The answer to this question is that they are getting away with opening more than their fair share of hands. But how? Almost every piece of poker study material available warns against opening too many hands. This advice is designed to keep your ranges strong enough to withstand attacks from good players.
But what if you aren't playing against good players? If they aren't capable of effectively attacking your loose opens, then there is no reason to tighten up.
The first line of defense are the players with position on you. If you are able to get past them, the player in the big blind is then primarily responsible for keeping you from running over the table. He should be your main target. In the small stakes games I play, the big blind is often ill equipped to hold down the fort.
Here's how I have been able to steal more pots than I should be allowed to when the players behind me are weak.
First Line of Defense — The Players In Position
The players with position on me are the first line of defense preventing me from opening too many hands. There are more of them when I open from early position, so I focus my efforts on late and middle position opens. If I am opening more than my fair share of hands, these players should be three-betting me often preflop and bluff-raising me often postflop.
In the small stakes games I play, these in-position players are much more likely just to call than to three-bet. This can be a problem if they are competent postflop, but fortunately most of them are not. Oftentimes, they just play fit or fold.
The beauty of this is that their preflop call entices the big blind to come along with an incredibly wide range. If the player in position folds to my continuation bet and the big blind calls with his wide range, he will have a hard time defending it on turns and rivers. This is where I make my money.
Last Line of Defense — The Player In The Big Blind
In these small stakes game, most of my opponents call river bets too often when it doesn't cost them their whole stack to do so. For this reason, I only widen my opening ranges when stacks are such that I can put them all in on the river. I find this to be the case when stacks are between 25 and 50 big blinds.
If the players in position aren't defending effectively and the big blind has this target stack size, I open a very loose range down to medium offsuit one-gappers and suited two-gappers as long as I have a similarly-sized stack that poses a real threat. I like these semi-connected hands because they often flop and turn equity that decreases how often my bets need to work.
Generally, small stakes players in the big blind will call preflop and on the flop with a very wide range and make folding mistakes on turns and rivers once they realize their hand is too weak to play for their entire stack.
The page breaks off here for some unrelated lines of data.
// バッチ実行に関連するデータ型定義

use serde::{Deserialize, Serialize};

/// 1タスクの結果。`Ok(())` は成功（空のエントリ）を表す
pub type TaskOutcome = anyhow::Result<()>;

/// バッチ全体のサマリー
#[derive(Debug, Clone, PartialEq, Eq, Serialize, Deserialize)]
pub struct BatchSummary {
    pub total_tasks: usize,
    pub succeeded: usize,
    pub failed: usize,
    pub workers: usize,
    pub elapsed_ms: u64,
    /// 失敗したタスクのインデックス（昇順）
    pub failed_indices: Vec<usize>,
}

impl BatchSummary {
    /// 結果リストからサマリーを作成
    pub fn from_outcomes(outcomes: &[TaskOutcome], workers: usize, elapsed_ms: u64) -> Self {
        let failed_indices: Vec<usize> = failures(outcomes).map(|(index, _)| index).collect();
        Self {
            total_tasks: outcomes.len(),
            succeeded: outcomes.len() - failed_indices.len(),
            failed: failed_indices.len(),
            workers,
            elapsed_ms,
            failed_indices,
        }
    }

    pub fn is_success(&self) -> bool {
        self.failed == 0
    }
}

/// 結果リストとサマリーの組
#[derive(Debug)]
pub struct BatchRun {
    pub outcomes: Vec<TaskOutcome>,
    pub summary: BatchSummary,
}

impl BatchRun {
    /// 失敗したタスクをインデックス付きで列挙
    pub fn failures(&self) -> impl Iterator<Item = (usize, &anyhow::Error)> {
        failures(&self.outcomes)
    }
}

/// 結果リストから失敗したエントリを (インデックス, エラー) で列挙
pub fn failures(outcomes: &[TaskOutcome]) -> impl Iterator<Item = (usize, &anyhow::Error)> {
    outcomes
        .iter()
        .enumerate()
        .filter_map(|(index, outcome)| outcome.as_ref().err().map(|error| (index, error)))
}

#[cfg(test)]
mod tests {
    use super::*;

    fn sample_outcomes() -> Vec<TaskOutcome> {
        vec![
            Ok(()),
            Err(anyhow::anyhow!("boom")),
            Ok(()),
            Err(anyhow::anyhow!("bang")),
        ]
    }

    #[test]
    fn test_batch_summary_from_outcomes() {
        let outcomes = sample_outcomes();
        let summary = BatchSummary::from_outcomes(&outcomes, 2, 15);

        assert_eq!(summary.total_tasks, 4);
        assert_eq!(summary.succeeded, 2);
        assert_eq!(summary.failed, 2);
        assert_eq!(summary.workers, 2);
        assert_eq!(summary.elapsed_ms, 15);
        assert_eq!(summary.failed_indices, vec![1, 3]);
        assert!(!summary.is_success());
    }

    #[test]
    fn test_batch_summary_empty() {
        let summary = BatchSummary::from_outcomes(&[], 4, 0);

        assert_eq!(summary.total_tasks, 0);
        assert!(summary.is_success());
        assert!(summary.failed_indices.is_empty());
    }

    #[test]
    fn test_failures_keep_original_index() {
        let outcomes = sample_outcomes();
        let failed: Vec<(usize, String)> = failures(&outcomes)
            .map(|(index, error)| (index, error.to_string()))
            .collect();

        assert_eq!(failed, vec![(1, "boom".to_string()), (3, "bang".to_string())]);
    }

    #[test]
    fn test_batch_summary_serialization() {
        let summary = BatchSummary::from_outcomes(&sample_outcomes(), 2, 10);
        let json = serde_json::to_string(&summary).unwrap();

        assert!(json.contains("\"failed_indices\":[1,3]"));
    }
}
In the past, I would have folded my marginal hands in these spots to preserve preflop fold equity on three-bet shoves over aggressive openers at the next blind level. Now, I believe I should open wide and use my stack for its postflop fold equity instead.
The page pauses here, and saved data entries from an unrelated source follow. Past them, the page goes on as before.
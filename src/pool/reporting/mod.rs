// 進捗報告と監視機能

pub mod implementations;
pub mod traits;

#[cfg(test)]
pub mod test_mocks;

// 公開API
pub use implementations::{ConsoleProgressReporter, NoOpProgressReporter, TracingProgressReporter};
pub use traits::*;

// テストモック（テスト時のみ）
#[cfg(test)]
pub use test_mocks::*;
I prefer this approach because the three-bet shove over an aggressive opener is an obvious bluffing spot that costs me my entire stack when it fails and it only has one shot to force a fold.
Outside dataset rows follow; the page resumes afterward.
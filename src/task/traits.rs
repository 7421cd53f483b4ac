// タスク抽象化のトレイト定義

use anyhow::Result;
use async_trait::async_trait;
use mockall::automock;
use std::sync::Arc;

/// プールで実行できる作業単位
///
/// 「完了まで実行して成功か失敗かを返す」という1つの能力だけを要求する。
/// プールはタスクの内部状態を読まないし変更もしない（`&self` のみ）。
///
/// # ブロッキング
///
/// `run` は非同期コンテキストで poll されるため、中で同期的にブロック
/// してはいけない（`std::thread::sleep` や `std::process::Command::output` など）。
/// ブロックするとランタイムのスレッドを占有し、他のワーカーが進めなくなる。
/// 同期処理は [`BlockingTask`](super::BlockingTask) で包むこと。
#[automock]
#[async_trait]
pub trait Task: Send + Sync {
    /// タスクを完了まで実行する
    async fn run(&self) -> Result<()>;
}

/// 実行対象のタスクリスト。インデックスが結果リストとの対応になる
pub type TaskList = Vec<Arc<dyn Task>>;

// Task for Box<dyn Task>
#[async_trait]
impl Task for Box<dyn Task> {
    async fn run(&self) -> Result<()> {
        self.as_ref().run().await
    }
}

#[async_trait]
impl<T> Task for Arc<T>
where
    T: Task + ?Sized,
{
    async fn run(&self) -> Result<()> {
        self.as_ref().run().await
    }
}

/// 同種のタスク列を `TaskList` に変換する
pub fn into_task_list<T>(tasks: Vec<T>) -> TaskList
where
    T: Task + 'static,
{
    tasks
        .into_iter()
        .map(|task| Arc::new(task) as Arc<dyn Task>)
        .collect()
}

#[cfg(test)]
mod tests {
    use super::*;

    #[tokio::test]
    async fn test_mock_task_reports_success() {
        let mut task = MockTask::new();
        task.expect_run().times(1).returning(|| Ok(()));

        assert!(task.run().await.is_ok());
    }

    #[tokio::test]
    async fn test_mock_task_reports_error() {
        let mut task = MockTask::new();
        task.expect_run()
            .times(1)
            .returning(|| Err(anyhow::anyhow!("boom")));

        let error = task.run().await.unwrap_err();
        assert_eq!(error.to_string(), "boom");
    }

    #[tokio::test]
    async fn test_boxed_task_forwards_run() {
        let mut mock = MockTask::new();
        mock.expect_run().times(1).returning(|| Ok(()));
        let boxed: Box<dyn Task> = Box::new(mock);

        assert!(boxed.run().await.is_ok());
    }

    #[tokio::test]
    async fn test_into_task_list_preserves_order() {
        let tasks: Vec<MockTask> = (0..3)
            .map(|i| {
                let mut mock = MockTask::new();
                mock.expect_run().returning(move || {
                    if i == 1 {
                        Err(anyhow::anyhow!("task {i}"))
                    } else {
                        Ok(())
                    }
                });
                mock
            })
            .collect();

        let list = into_task_list(tasks);
        assert_eq!(list.len(), 3);
        assert!(list[0].run().await.is_ok());
        assert_eq!(list[1].run().await.unwrap_err().to_string(), "task 1");
        assert!(list[2].run().await.is_ok());
    }
}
Taking the postflop approach lets me play my uncapped range in position against the big blind's wide, capped range out of position. Each street presents another opportunity to force a fold. If he wants to play for stacks, he will likely raise and give me an opportunity to fold and preserve my stack for another attempt later. When he decides to just call, he caps his range even further which increases my fold equity on subsequent streets.
Keep in mind that this strategy is heavily dependent on your opponents being predictably passive. It is easily exploited by frequent preflop three-bets, postflop bluff raises, and traps with two pair or better. This strategy will not work for you if you regularly see these plays in your game. Luckily, there are plenty of small stakes tournaments where this is not the case.
This strategy of frequently attacking medium-stacked players in the big blind has resulted in me winning lots of small-to-medium pots without showdown. This keeps my stack afloat as the blinds escalate throughout the tournament instead of being forced into shove-or-fold mode while waiting for real hands.
Also, if I am fortunate enough to double-up when I finally do get a real hand, I do so from a medium-to-big stack instead of from a small-to-medium stack. This puts me in position to win the tournament instead of just surviving long enough for a min-cash.